To the extent Chacko seeks to supplement the record with evidence not presented at the bench trial, we decline to consider this evidence. See Leibowitz v. Cornell Univ., 445 F.3d 586, 592 n. 4 (2d Cir. 2006) (per curiam); Int’l Bus. Mack Corp. v. Edelstein, 526 F.2d 37, 45 (2d Cir. 1975) (per curiam).

We have considered all of Chacko’s arguments and find them to be without merit.

Accordingly, the judgment of the district court is AFFIRMED.

[1] We previously held that Chacko’s appeal was timely filed See Chacko v. Dynair Seivs., Inc., 115 Fed.Appx. 477
(2d Cir. 2004).
[2] The allusion to discrimination in Chacko’s December 19, 1990 letter to George Hogan, which neither Chacko nor his trial counsel has invoked as a basis for his retaliation claim, does not alter this conclusion. The only challenged action DynAir took subsequent to this letter was to alert Chacko that “[d]uring the past five months [he has] missed an excessive amount of time” and direct him to improve his attendance.
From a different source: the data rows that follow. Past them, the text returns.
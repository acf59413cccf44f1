//! Test Utilities Crate
//!
//! Provides shared test infrastructure, fixtures, and helpers for the
//! integration layer test suite.
//!
//! # Modules
//!
//! - `doubles`: Scripted adapters, a factory-backed fleet, a recording alert sink
//! - `fixtures`: Pre-built test data for common entities and configurations
//! - `builders`: Builder patterns for descriptors and sync managers
//! - `database`: PostgreSQL test containers
//! - `assertions`: Custom assertion helpers for reports and breakers
//! - `generators`: Property-based test data generators

pub mod doubles;
pub mod fixtures;
pub mod builders;
pub mod database;
pub mod assertions;
pub mod generators;

pub use doubles::*;
pub use fixtures::*;
pub use builders::*;
pub use database::*;
pub use assertions::*;
pub use generators::*;
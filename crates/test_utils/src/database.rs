//! Database Test Utilities
//!
//! Starts a throwaway PostgreSQL container for integration tests of the
//! persistence layer. Schema setup is left to the caller so tests exercise
//! the real migrations.

use std::time::Duration;

use sqlx::postgres::PgPoolOptions;
use sqlx::PgPool;
use testcontainers::runners::AsyncRunner;
use testcontainers::ContainerAsync;
use testcontainers_modules::postgres::Postgres;

const POSTGRES_USER: &str = "gateway_test";
const POSTGRES_PASSWORD: &str = "gateway_test";
const POSTGRES_DB: &str = "integration_gateway_test";

pub type BoxError = Box<dyn std::error::Error + Send + Sync>;

/// Connection settings of a test database
#[derive(Debug, Clone)]
pub struct TestDatabaseConfig {
    pub user: String,
    pub password: String,
    pub database: String,
    pub host: String,
    pub port: u16,
}

impl Default for TestDatabaseConfig {
    fn default() -> Self {
        Self {
            user: POSTGRES_USER.to_string(),
            password: POSTGRES_PASSWORD.to_string(),
            database: POSTGRES_DB.to_string(),
            host: "localhost".to_string(),
            port: 5432,
        }
    }
}

impl TestDatabaseConfig {
    /// Creates the database connection URL
    pub fn connection_url(&self) -> String {
        format!(
            "postgres://{}:{}@{}:{}/{}",
            self.user, self.password, self.host, self.port, self.database
        )
    }
}

/// A PostgreSQL container and a pool connected to it
///
/// The container is removed when the value is dropped.
pub struct TestDatabase {
    _container: ContainerAsync<Postgres>,
    pub config: TestDatabaseConfig,
    pub pool: PgPool,
}

impl TestDatabase {
    /// Starts a new PostgreSQL container
    ///
    /// # Errors
    ///
    /// Returns an error if Docker is unavailable, the container fails to
    /// start, or the pool cannot connect.
    pub async fn new() -> Result<Self, BoxError> {
        let container = Postgres::default()
            .with_user(POSTGRES_USER)
            .with_password(POSTGRES_PASSWORD)
            .with_db_name(POSTGRES_DB)
            .start()
            .await?;

        let config = TestDatabaseConfig {
            host: container.get_host().await?.to_string(),
            port: container.get_host_port_ipv4(5432).await?,
            ..TestDatabaseConfig::default()
        };

        let pool = PgPoolOptions::new()
            .max_connections(5)
            .acquire_timeout(Duration::from_secs(30))
            .connect(&config.connection_url())
            .await?;

        Ok(Self {
            _container: container,
            config,
            pool,
        })
    }

    /// Returns a reference to the connection pool
    pub fn pool(&self) -> &PgPool {
        &self.pool
    }
}

/// Starts an isolated test database, or returns `None` when no container
/// runtime is reachable
///
/// Database tests call this first and return early on `None`, so the suite
/// still passes on machines without Docker.
pub async fn test_database_or_skip() -> Option<TestDatabase> {
    match TestDatabase::new().await {
        Ok(db) => Some(db),
        Err(error) => {
            eprintln!("skipping database test: {error}");
            None
        }
    }
}
//! Health check handlers

use axum::{
    extract::{Path, State},
    http::StatusCode,
    Json,
};
use serde::Serialize;

use core_kernel::{AdapterHealth, AdapterId};
use domain_resilience::{HealthRecord, HealthReport};

use crate::{error::ApiError, AppState};

#[derive(Debug, Serialize)]
pub struct HealthResponse {
    pub status: AdapterHealth,
    pub version: String,
    pub healthy_adapters: usize,
    pub total_adapters: usize,
}

/// Liveness plus a fleet summary
///
/// Answers 503 only when every adapter is unhealthy.
pub async fn health_check(State(state): State<AppState>) -> (StatusCode, Json<HealthResponse>) {
    let report = state.monitor.report().await;
    let code = if report.total_count > 0 && !report.is_operational() {
        StatusCode::SERVICE_UNAVAILABLE
    } else {
        StatusCode::OK
    };

    (
        code,
        Json(HealthResponse {
            status: report.overall_status,
            version: env!("CARGO_PKG_VERSION").to_string(),
            healthy_adapters: report.healthy_count,
            total_adapters: report.total_count,
        }),
    )
}

/// Per-adapter circuit state, rolling success rate and latency
pub async fn adapter_health(State(state): State<AppState>) -> Json<HealthReport> {
    Json(state.monitor.report().await)
}

/// Retained probe history for one adapter, oldest first
pub async fn adapter_history(
    State(state): State<AppState>,
    Path(adapter_id): Path<String>,
) -> Result<Json<Vec<HealthRecord>>, ApiError> {
    let history = state.monitor.history(&AdapterId::from(adapter_id)).await?;
    Ok(Json(history))
}
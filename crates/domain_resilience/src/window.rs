//! Sliding window of call outcomes
//!
//! Bounded by count (last N calls) and optionally by age (last T).

use std::collections::VecDeque;
use std::time::Duration;

use tokio::time::Instant;

#[derive(Debug, Clone, Copy)]
struct Sample {
    at: Instant,
    failed: bool,
}

/// Rolling record of the most recent call outcomes
#[derive(Debug, Clone)]
pub struct SlidingWindow {
    capacity: usize,
    max_age: Option<Duration>,
    samples: VecDeque<Sample>,
}

impl SlidingWindow {
    /// Creates a window keeping at most `capacity` samples, each at most `max_age` old
    pub fn new(capacity: usize, max_age: Option<Duration>) -> Self {
        let capacity = capacity.max(1);
        Self {
            capacity,
            max_age,
            samples: VecDeque::with_capacity(capacity),
        }
    }

    /// Records one outcome observed at `now`
    pub fn record(&mut self, failed: bool, now: Instant) {
        self.evict_expired(now);
        if self.samples.len() == self.capacity {
            self.samples.pop_front();
        }
        self.samples.push_back(Sample { at: now, failed });
    }

    /// Drops samples older than the configured maximum age
    pub fn evict_expired(&mut self, now: Instant) {
        let Some(max_age) = self.max_age else {
            return;
        };
        while let Some(front) = self.samples.front() {
            if now.saturating_duration_since(front.at) > max_age {
                self.samples.pop_front();
            } else {
                break;
            }
        }
    }

    /// Evicts expired samples, then returns the failure rate as of `now`
    ///
    /// An idle window ages out on read as well as on write.
    pub fn failure_rate_at(&mut self, now: Instant) -> f64 {
        self.evict_expired(now);
        self.failure_rate()
    }

    pub fn len(&self) -> usize {
        self.samples.len()
    }

    pub fn is_empty(&self) -> bool {
        self.samples.is_empty()
    }

    pub fn failures(&self) -> usize {
        self.samples.iter().filter(|s| s.failed).count()
    }

    /// Fraction of failed samples, 0.0 for an empty window
    pub fn failure_rate(&self) -> f64 {
        if self.samples.is_empty() {
            return 0.0;
        }
        self.failures() as f64 / self.samples.len() as f64
    }

    pub fn clear(&mut self) {
        self.samples.clear();
    }
}
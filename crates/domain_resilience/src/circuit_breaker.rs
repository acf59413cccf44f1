//! Circuit Breaker
//!
//! One breaker guards one adapter. It is the only writer of that adapter's
//! [`CircuitState`].
//!
//! ```text
//!            failure rate >= threshold
//!            (with >= minimum_calls samples)
//!   ┌────────┐ ─────────────────────────► ┌────────┐
//!   │ Closed │                            │  Open  │ ◄──┐
//!   └────────┘ ◄───────┐                  └────────┘    │ trial failed
//!                      │ trial succeeded       │        │ (cooldown backs off)
//!                      │                       │ cooldown elapsed
//!                      │                  ┌──────────┐  │
//!                      └───────────────── │ HalfOpen │ ─┘
//!                                         └──────────┘
//! ```
//!
//! Admission is decided synchronously under a mutex, so an open circuit
//! rejects before the operation future is even created. In half-open state
//! exactly one trial is admitted; everything arriving before it settles is
//! rejected and does not count as another trial.

use std::fmt;
use std::future::Future;
use std::sync::atomic::{AtomicU64, Ordering};
use std::sync::{Mutex, MutexGuard};
use std::time::Duration;

use chrono::Utc;
use serde::{Deserialize, Serialize};
use tokio::time::Instant;
use tracing::{info, warn};
use validator::{Validate, ValidationError};

use core_kernel::{AdapterError, AdapterId};

use crate::error::{BreakerError, CircuitOpenError};
use crate::events::{BreakerEvent, BreakerEvents};
use crate::window::SlidingWindow;

/// State of a circuit breaker
#[derive(Debug, Clone, Copy, PartialEq, Eq, Hash, Serialize, Deserialize)]
#[serde(rename_all = "snake_case")]
pub enum CircuitState {
    /// Calls pass through
    Closed,
    /// Calls are rejected until the cooldown elapses
    Open,
    /// One trial call decides between Closed and Open
    HalfOpen,
}

impl fmt::Display for CircuitState {
    fn fmt(&self, f: &mut fmt::Formatter<'_>) -> fmt::Result {
        let name = match self {
            CircuitState::Closed => "closed",
            CircuitState::Open => "open",
            CircuitState::HalfOpen => "half_open",
        };
        f.write_str(name)
    }
}

/// Circuit breaker configuration
#[derive(Debug, Clone, PartialEq, Serialize, Deserialize, Validate)]
#[serde(default)]
#[validate(schema(function = "validate_bounds"))]
pub struct CircuitBreakerConfig {
    /// Number of most recent calls kept in the sliding window
    #[validate(range(min = 1, max = 10000))]
    pub window_size: usize,

    /// Samples required before the failure rate is acted on
    #[validate(range(min = 1))]
    pub minimum_calls: usize,

    /// Failure rate (0.0..=1.0) at or above which the circuit opens
    #[validate(range(min = 0.0, max = 1.0))]
    pub failure_rate_threshold: f64,

    /// Optional age bound on samples, in milliseconds
    pub window_duration_ms: Option<u64>,

    /// Time the circuit stays open before admitting a trial
    #[validate(range(min = 1))]
    pub cooldown_ms: u64,

    /// Factor applied to the cooldown after each failed trial
    #[validate(range(min = 1.0))]
    pub backoff_multiplier: f64,

    /// Upper bound for the backed-off cooldown
    #[validate(range(min = 1))]
    pub max_cooldown_ms: u64,
}

impl Default for CircuitBreakerConfig {
    fn default() -> Self {
        Self {
            window_size: 10,
            minimum_calls: 5,
            failure_rate_threshold: 0.5,
            window_duration_ms: None,
            cooldown_ms: 30_000,
            backoff_multiplier: 2.0,
            max_cooldown_ms: 300_000,
        }
    }
}

impl CircuitBreakerConfig {
    pub fn cooldown(&self) -> Duration {
        Duration::from_millis(self.cooldown_ms)
    }

    pub fn max_cooldown(&self) -> Duration {
        Duration::from_millis(self.max_cooldown_ms)
    }

    pub fn window_duration(&self) -> Option<Duration> {
        self.window_duration_ms.map(Duration::from_millis)
    }
}

fn validate_bounds(config: &CircuitBreakerConfig) -> Result<(), ValidationError> {
    if config.minimum_calls > config.window_size {
        return Err(ValidationError::new("minimum_calls_exceeds_window_size"));
    }
    if config.max_cooldown_ms < config.cooldown_ms {
        return Err(ValidationError::new("max_cooldown_below_cooldown"));
    }
    Ok(())
}

/// Point-in-time view of a breaker, for metrics endpoints
#[derive(Debug, Clone, PartialEq, Serialize)]
pub struct BreakerSnapshot {
    pub adapter_id: AdapterId,
    pub state: CircuitState,
    pub failure_rate: f64,
    pub window_samples: usize,
    pub total_calls: u64,
    pub failed_calls: u64,
    pub rejected_calls: u64,
    pub cooldown_ms: u64,
}

#[derive(Debug)]
struct BreakerInner {
    state: CircuitState,
    window: SlidingWindow,
    opened_at: Option<Instant>,
    cooldown: Duration,
    trial_in_flight: bool,
}

/// Per-adapter circuit breaker
#[derive(Debug)]
pub struct CircuitBreaker {
    adapter_id: AdapterId,
    config: CircuitBreakerConfig,
    inner: Mutex<BreakerInner>,
    total_calls: AtomicU64,
    failed_calls: AtomicU64,
    rejected_calls: AtomicU64,
    events: BreakerEvents,
}

impl CircuitBreaker {
    /// Creates a breaker with its own private event channel
    pub fn new(adapter_id: AdapterId, config: CircuitBreakerConfig) -> Self {
        Self::with_events(adapter_id, config, BreakerEvents::default())
    }

    /// Creates a breaker publishing transitions on a shared channel
    pub fn with_events(
        adapter_id: AdapterId,
        config: CircuitBreakerConfig,
        events: BreakerEvents,
    ) -> Self {
        let inner = BreakerInner {
            state: CircuitState::Closed,
            window: SlidingWindow::new(config.window_size, config.window_duration()),
            opened_at: None,
            cooldown: config.cooldown(),
            trial_in_flight: false,
        };

        Self {
            adapter_id,
            config,
            inner: Mutex::new(inner),
            total_calls: AtomicU64::new(0),
            failed_calls: AtomicU64::new(0),
            rejected_calls: AtomicU64::new(0),
            events,
        }
    }

    pub fn adapter_id(&self) -> &AdapterId {
        &self.adapter_id
    }

    pub fn config(&self) -> &CircuitBreakerConfig {
        &self.config
    }

    pub fn events(&self) -> &BreakerEvents {
        &self.events
    }

    /// Returns the current state
    pub fn state(&self) -> CircuitState {
        self.lock().state
    }

    /// Runs `operation` through the breaker
    ///
    /// # Errors
    ///
    /// `BreakerError::CircuitOpen` if the call was rejected (the operation is
    /// never invoked), otherwise the operation's own `AdapterError`.
    ///
    /// # Arguments
    ///
    /// * `operation` - Invoked at most once, only when the call is admitted
    pub async fn call<T, F, Fut>(&self, operation: F) -> Result<T, BreakerError>
    where
        F: FnOnce() -> Fut,
        Fut: Future<Output = Result<T, AdapterError>>,
    {
        let permit = self.try_acquire()?;
        let result = operation().await;
        permit.record(
            result
                .as_ref()
                .err()
                .is_some_and(AdapterError::counts_as_failure),
        );
        result.map_err(BreakerError::Adapter)
    }

    /// Runs `operation` through the breaker, failing it as `Transient` after `timeout`
    ///
    /// A timed out call is recorded as a failure.
    ///
    /// # Errors
    ///
    /// As [`CircuitBreaker::call`], plus a `Transient` adapter error when the
    /// operation does not finish within `timeout`.
    pub async fn call_with_timeout<T, F, Fut>(
        &self,
        timeout: Duration,
        operation: F,
    ) -> Result<T, BreakerError>
    where
        F: FnOnce() -> Fut,
        Fut: Future<Output = Result<T, AdapterError>>,
    {
        self.call(|| async move {
            match tokio::time::timeout(timeout, operation()).await {
                Ok(result) => result,
                Err(_) => Err(AdapterError::timeout(timeout)),
            }
        })
        .await
    }

    /// Decides whether a call may proceed
    ///
    /// The returned permit must be settled with the call's outcome. Dropping
    /// it unsettled (the call was cancelled) counts as a failure.
    ///
    /// # Errors
    ///
    /// `CircuitOpenError` while the circuit is open and the cooldown has not
    /// elapsed, or while a half-open trial is already outstanding.
    pub fn try_acquire(&self) -> Result<CallPermit<'_>, CircuitOpenError> {
        let now = Instant::now();
        let mut inner = self.lock();

        match inner.state {
            CircuitState::Closed => Ok(CallPermit::new(self, false)),
            CircuitState::Open => {
                let opened_at = inner.opened_at.unwrap_or(now);
                let elapsed = now.saturating_duration_since(opened_at);
                if elapsed >= inner.cooldown {
                    self.transition(&mut inner, CircuitState::HalfOpen, now);
                    inner.trial_in_flight = true;
                    Ok(CallPermit::new(self, true))
                } else {
                    let retry_in = inner.cooldown - elapsed;
                    Err(self.reject(retry_in))
                }
            }
            CircuitState::HalfOpen => {
                if inner.trial_in_flight {
                    Err(self.reject(Duration::ZERO))
                } else {
                    inner.trial_in_flight = true;
                    Ok(CallPermit::new(self, true))
                }
            }
        }
    }

    /// Returns a point-in-time view for metrics
    ///
    /// Samples older than the configured window duration are dropped first,
    /// so an idle breaker reports its rate over recent calls only.
    pub fn snapshot(&self) -> BreakerSnapshot {
        let mut inner = self.lock();
        let failure_rate = inner.window.failure_rate_at(Instant::now());
        BreakerSnapshot {
            adapter_id: self.adapter_id.clone(),
            state: inner.state,
            failure_rate,
            window_samples: inner.window.len(),
            total_calls: self.total_calls.load(Ordering::Relaxed),
            failed_calls: self.failed_calls.load(Ordering::Relaxed),
            rejected_calls: self.rejected_calls.load(Ordering::Relaxed),
            cooldown_ms: inner.cooldown.as_millis() as u64,
        }
    }

    /// Closes the circuit and clears the window (operator action)
    pub fn reset(&self) {
        let now = Instant::now();
        let mut inner = self.lock();
        inner.window.clear();
        inner.cooldown = self.config.cooldown();
        inner.trial_in_flight = false;
        self.transition(&mut inner, CircuitState::Closed, now);
    }

    /// Opens the circuit immediately with the base cooldown (operator action)
    pub fn force_open(&self) {
        let now = Instant::now();
        let mut inner = self.lock();
        inner.cooldown = self.config.cooldown();
        inner.trial_in_flight = false;
        self.transition(&mut inner, CircuitState::Open, now);
        inner.opened_at = Some(now);
    }

    fn on_outcome(&self, trial: bool, failed: bool) {
        self.total_calls.fetch_add(1, Ordering::Relaxed);
        if failed {
            self.failed_calls.fetch_add(1, Ordering::Relaxed);
        }

        let now = Instant::now();
        let mut inner = self.lock();

        if trial {
            inner.trial_in_flight = false;
            // reset() or force_open() may have run while the trial was in flight
            if inner.state != CircuitState::HalfOpen {
                return;
            }
            if failed {
                inner.cooldown = self.next_cooldown(inner.cooldown);
                self.transition(&mut inner, CircuitState::Open, now);
            } else {
                inner.window.clear();
                inner.cooldown = self.config.cooldown();
                self.transition(&mut inner, CircuitState::Closed, now);
            }
            return;
        }

        // Late result from a call admitted before the circuit left Closed
        if inner.state != CircuitState::Closed {
            return;
        }

        inner.window.record(failed, now);
        if failed
            && inner.window.len() >= self.config.minimum_calls
            && inner.window.failure_rate() >= self.config.failure_rate_threshold
        {
            inner.cooldown = self.config.cooldown();
            self.transition(&mut inner, CircuitState::Open, now);
        }
    }

    fn next_cooldown(&self, current: Duration) -> Duration {
        let base = self.config.cooldown();
        let max = self.config.max_cooldown().max(base);
        let scaled = current.as_millis() as f64 * self.config.backoff_multiplier;
        Duration::from_millis(scaled as u64).clamp(base, max)
    }

    fn reject(&self, retry_in: Duration) -> CircuitOpenError {
        self.rejected_calls.fetch_add(1, Ordering::Relaxed);
        CircuitOpenError {
            adapter_id: self.adapter_id.clone(),
            retry_in,
        }
    }

    fn transition(&self, inner: &mut BreakerInner, to: CircuitState, now: Instant) {
        let from = inner.state;
        if from == to {
            return;
        }

        inner.state = to;
        match to {
            CircuitState::Open => inner.opened_at = Some(now),
            CircuitState::Closed => inner.opened_at = None,
            CircuitState::HalfOpen => {}
        }

        let failure_rate = inner.window.failure_rate();
        match to {
            CircuitState::Open => warn!(
                adapter_id = %self.adapter_id,
                %from,
                failure_rate,
                cooldown_ms = inner.cooldown.as_millis() as u64,
                "Circuit breaker opened"
            ),
            _ => info!(
                adapter_id = %self.adapter_id,
                %from,
                %to,
                "Circuit breaker transitioned"
            ),
        }

        self.events.publish(BreakerEvent {
            adapter_id: self.adapter_id.clone(),
            from,
            to,
            failure_rate,
            at: Utc::now(),
        });
    }

    // Guarded state is consistent after every statement, so a poisoned lock is still usable
    fn lock(&self) -> MutexGuard<'_, BreakerInner> {
        self.inner.lock().unwrap_or_else(|poisoned| poisoned.into_inner())
    }
}

/// Admission ticket for one call
///
/// Settle it with [`CallPermit::record`]. An unsettled permit counts as a
/// failed call when dropped, which also frees the half-open trial slot.
#[must_use = "a permit must be settled with the call outcome"]
#[derive(Debug)]
pub struct CallPermit<'a> {
    breaker: &'a CircuitBreaker,
    trial: bool,
    settled: bool,
}

impl<'a> CallPermit<'a> {
    fn new(breaker: &'a CircuitBreaker, trial: bool) -> Self {
        Self {
            breaker,
            trial,
            settled: false,
        }
    }

    /// Returns true if this is the half-open trial call
    pub fn is_trial(&self) -> bool {
        self.trial
    }

    /// Settles the permit with the call outcome
    pub fn record(mut self, failed: bool) {
        self.settle(failed);
    }

    pub fn record_success(self) {
        self.record(false);
    }

    pub fn record_failure(self) {
        self.record(true);
    }

    fn settle(&mut self, failed: bool) {
        if !self.settled {
            self.settled = true;
            self.breaker.on_outcome(self.trial, failed);
        }
    }
}

impl Drop for CallPermit<'_> {
    fn drop(&mut self) {
        self.settle(true);
    }
}
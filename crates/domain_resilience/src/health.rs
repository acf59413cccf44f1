//! Health records and bounded probe history

use std::collections::VecDeque;

use chrono::{DateTime, Utc};
use serde::{Deserialize, Serialize};

use core_kernel::AdapterId;

/// Outcome of one health probe
#[derive(Debug, Clone, PartialEq, Serialize, Deserialize)]
pub struct HealthRecord {
    pub adapter_id: AdapterId,
    pub timestamp: DateTime<Utc>,
    /// Probe latency; zero when the probe was rejected by an open circuit
    pub latency_ms: u64,
    pub success: bool,
    /// Failures in a row including this one; zero on success
    pub consecutive_failures: u32,
    #[serde(skip_serializing_if = "Option::is_none")]
    pub error: Option<String>,
}

impl HealthRecord {
    pub fn success(adapter_id: AdapterId, latency_ms: u64) -> Self {
        Self {
            adapter_id,
            timestamp: Utc::now(),
            latency_ms,
            success: true,
            consecutive_failures: 0,
            error: None,
        }
    }

    pub fn failure(
        adapter_id: AdapterId,
        latency_ms: u64,
        consecutive_failures: u32,
        error: impl Into<String>,
    ) -> Self {
        Self {
            adapter_id,
            timestamp: Utc::now(),
            latency_ms,
            success: false,
            consecutive_failures,
            error: Some(error.into()),
        }
    }
}

/// Fixed-capacity ring buffer of health records
///
/// Records are never mutated once pushed; the oldest is evicted when full.
#[derive(Debug, Clone)]
pub struct HealthHistory {
    capacity: usize,
    records: VecDeque<HealthRecord>,
}

impl HealthHistory {
    pub const DEFAULT_CAPACITY: usize = 100;

    pub fn new(capacity: usize) -> Self {
        let capacity = capacity.max(1);
        Self {
            capacity,
            records: VecDeque::with_capacity(capacity),
        }
    }

    pub fn push(&mut self, record: HealthRecord) {
        if self.records.len() == self.capacity {
            self.records.pop_front();
        }
        self.records.push_back(record);
    }

    /// Iterates oldest to newest
    pub fn iter(&self) -> impl Iterator<Item = &HealthRecord> {
        self.records.iter()
    }

    pub fn latest(&self) -> Option<&HealthRecord> {
        self.records.back()
    }

    pub fn len(&self) -> usize {
        self.records.len()
    }

    pub fn is_empty(&self) -> bool {
        self.records.is_empty()
    }

    pub fn capacity(&self) -> usize {
        self.capacity
    }

    /// Fraction of successful probes in the buffer, `None` when empty
    pub fn success_rate(&self) -> Option<f64> {
        if self.records.is_empty() {
            return None;
        }
        let successes = self.records.iter().filter(|r| r.success).count();
        Some(successes as f64 / self.records.len() as f64)
    }

    /// Mean latency of successful probes, `None` if there are none
    pub fn average_latency_ms(&self) -> Option<f64> {
        let (sum, count) = self
            .records
            .iter()
            .filter(|r| r.success)
            .fold((0u64, 0u64), |(sum, count), r| (sum + r.latency_ms, count + 1));
        (count > 0).then(|| sum as f64 / count as f64)
    }

    pub fn to_vec(&self) -> Vec<HealthRecord> {
        self.records.iter().cloned().collect()
    }
}

impl Default for HealthHistory {
    fn default() -> Self {
        Self::new(Self::DEFAULT_CAPACITY)
    }
}

#[cfg(test)]
mod tests {
    use super::*;

    fn id() -> AdapterId {
        AdapterId::from("crm-a")
    }

    #[test]
    fn test_evicts_oldest_when_full() {
        let mut history = HealthHistory::new(3);
        for latency in 1..=5 {
            history.push(HealthRecord::success(id(), latency));
        }

        let latencies: Vec<u64> = history.iter().map(|r| r.latency_ms).collect();
        assert_eq!(latencies, vec![3, 4, 5]);
        assert_eq!(history.latest().map(|r| r.latency_ms), Some(5));
    }

    #[test]
    fn test_success_rate_and_latency() {
        let mut history = HealthHistory::default();
        assert_eq!(history.success_rate(), None);

        history.push(HealthRecord::success(id(), 10));
        history.push(HealthRecord::success(id(), 30));
        history.push(HealthRecord::failure(id(), 5_000, 1, "timed out"));
        history.push(HealthRecord::failure(id(), 0, 2, "circuit open"));

        assert_eq!(history.success_rate(), Some(0.5));
        // failed probes do not skew latency
        assert_eq!(history.average_latency_ms(), Some(20.0));
    }

    #[test]
    fn test_failure_record_serializes_error() {
        let record = HealthRecord::failure(id(), 12, 3, "connection refused");
        let json = serde_json::to_value(&record).unwrap();

        assert_eq!(json["adapter_id"], "crm-a");
        assert_eq!(json["consecutive_failures"], 3);
        assert_eq!(json["error"], "connection refused");
    }
}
Applying the standard articulated by the Supreme Court during the pendency of this appeal, we find that under the circumstances this action would not “have dissuaded a reasonable worker from making or supporting a charge of discrimination.”Burlington N. Santa Fe Ry. Co. v. White, 548 U.S. 53, 126 S.Ct. 2405, 2415, 165 L.Ed.2d 345 (2006) (internal quotation marks omitted).